The two French men and the French woman are living happily together having loads of sex.
The German woman has a strict weekly schedule when she alternates with the two German men.
The two Greek men are sleeping with each other and the Greek woman is cleaning and cooking for them.
The two English men are waiting for someone to introduce them to the English woman.
The Bulgarian men took a long look at the endless ocean and one look at the Bulgarian woman and they started swimming.
The two American men are contemplating the virtues of suicide, while the American woman keeps on bitching about the necessity of fulfilment, the equal division of household chores, how her last boyfriend treated her much nicer and how her relationship with her mother is improving.

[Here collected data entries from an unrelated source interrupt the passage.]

//! Strongest-match strategy: the highest-scoring fully matching pair wins.
//!
//! Every field of every pair is scored. Ties go to the later pair. While no pair
//! has matched, the best-scoring miss is kept as the closest miss.

use super::cacheability::is_cachable;
use super::field::{FieldMatch, MatchField};
use super::strategy::{MatchingResult, MatchingStrategy, PairContext};
use crate::error::MatchError;
use crate::models::{ClosestMiss, RequestMatcherResponsePair};
use std::ops::ControlFlow;
use tracing::trace;

#[derive(Debug, Clone)]
pub struct StrongestMatchAcc {
    matched: bool,
    score: u32,
    missed_fields: Vec<MatchField>,
    matched_on_all_but_headers: bool,
    matched_on_all_but_state: bool,
}

#[derive(Debug, Clone, Default)]
pub struct StrongestMatchStrategy {
    matched_on_all_but_headers_at_least_once: bool,
    matched_on_all_but_state_at_least_once: bool,
    strongest_match_score: u32,
    closest_miss_score: u32,
    closest_miss: Option<ClosestMiss>,
    winner: Option<RequestMatcherResponsePair>,
}

impl StrongestMatchStrategy {
    pub fn new() -> Self {
        Self::default()
    }
}

impl MatchingStrategy for StrongestMatchStrategy {
    type Acc = StrongestMatchAcc;

    fn pre_matching(&self) -> StrongestMatchAcc {
        StrongestMatchAcc {
            matched: true,
            score: 0,
            missed_fields: Vec::new(),
            matched_on_all_but_headers: true,
            matched_on_all_but_state: true,
        }
    }

    fn matching(
        &self,
        mut acc: StrongestMatchAcc,
        field_match: FieldMatch,
        field: MatchField,
    ) -> ControlFlow<StrongestMatchAcc, StrongestMatchAcc> {
        if !field_match.matched {
            if field != MatchField::Headers {
                acc.matched_on_all_but_headers = false;
            }
            if field != MatchField::State {
                acc.matched_on_all_but_state = false;
            }
            acc.matched = false;
            acc.missed_fields.push(field);
        }
        acc.score += field_match.score;
        ControlFlow::Continue(acc)
    }

    fn post_matching(
        mut self,
        acc: StrongestMatchAcc,
        ctx: PairContext<'_>,
    ) -> ControlFlow<MatchingResult, Self> {
        let matcher = &ctx.pair.matcher;

        // Only counts when the pair actually declares header/state requirements
        if acc.matched_on_all_but_headers && matcher.has_headers() {
            self.matched_on_all_but_headers_at_least_once = true;
        }
        if acc.matched_on_all_but_state && matcher.has_state() {
            self.matched_on_all_but_state_at_least_once = true;
        }

        if acc.matched && acc.score >= self.strongest_match_score {
            trace!("New strongest match with score {}", acc.score);
            self.winner = Some(ctx.pair.source.clone());
            self.strongest_match_score = acc.score;
            self.closest_miss = None;
        } else if !acc.matched && self.winner.is_none() && acc.score >= self.closest_miss_score {
            self.closest_miss_score = acc.score;
            self.closest_miss = Some(ClosestMiss {
                request: ctx.request.clone(),
                request_matcher: ctx.pair.source.request_matcher.clone(),
                response: ctx.pair.source.response.clone(),
                missed_fields: acc
                    .missed_fields
                    .iter()
                    .map(|f| f.name().to_string())
                    .collect(),
                state: ctx.state.snapshot(),
            });
        }

        ControlFlow::Continue(self)
    }

    fn result(self) -> MatchingResult {
        let cachable = is_cachable(
            self.winner.as_ref().map(|pair| &pair.request_matcher),
            self.matched_on_all_but_headers_at_least_once,
            self.matched_on_all_but_state_at_least_once,
        );

        match self.winner {
            Some(pair) => MatchingResult::hit(pair, cachable),
            None => MatchingResult::miss(
                MatchError {
                    closest_miss: self.closest_miss.map(Box::new),
                    matched_on_all_but_headers_at_least_once: self
                        .matched_on_all_but_headers_at_least_once,
                    matched_on_all_but_state_at_least_once: self
                        .matched_on_all_but_state_at_least_once,
                },
                cachable,
            ),
        }
    }
}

But at least the taxes are low and it is not raining.
The two Japanese men have faxed Tokyo and are waiting for instructions.
The two Australian men beat each other senseless for the Australian woman, who is checking out all the men on the other islands, after calling them "bloody wankers".
One New Zealand man is having sex with the New Zealand woman, the other Kiwi is searching the island for sheep.
The Irish began by dividing the island into North and South to make them feel more at home, and by setting up a distillery. They do not remember if sex is in the picture because it gets sort of foggy after the first few litres of coconut whiskey, but they are satisfied that at least "those English bastards" are not getting any.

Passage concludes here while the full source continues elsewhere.